From the material below, tally every line containing "OutputWriter"; reply with the total only.

• SOURCE RECORDS
__________________________________________________

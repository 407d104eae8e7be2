use super::load_catalog;
use crate::cli::DistanceArgs;
use crate::output::OutputWriter;
use crate::output_types::DistanceOutput;
use anyhow::Result;
use localgroup_geo::distance::{
    euclidean_distance, format_distance, format_years, kpc_to_light_years, parse_speed,
    travel_time_years,
};

pub fn execute(args: DistanceArgs, output: &OutputWriter) -> Result<()> {
    let speed = parse_speed(&args.speed)?;
    let catalog = load_catalog()?;
    let from = catalog.get(&args.from)?;
    let to = catalog.get(&args.to)?;

    let distance_kpc = euclidean_distance(&from.position_3d, &to.position_3d);
    let result = DistanceOutput {
        from: from.id.clone(),
        to: to.id.clone(),
        distance_kpc,
        distance_ly: kpc_to_light_years(distance_kpc),
        speed_fraction: speed,
        travel_time_years: travel_time_years(distance_kpc, speed)?,
    };

    if output.is_json() {
        return output.result(result);
    }

    output.section(format!("{} → {}", from.name, to.name));
    output.kv(
        "Distance",
        format!("{} ({:.0} light years)", format_distance(distance_kpc), result.distance_ly),
    );
    output.kv(format!("Travel time at {}c", speed), format_years(result.travel_time_years));

    Ok(())
}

__________________________________________________

• YOUR RESPONSE
2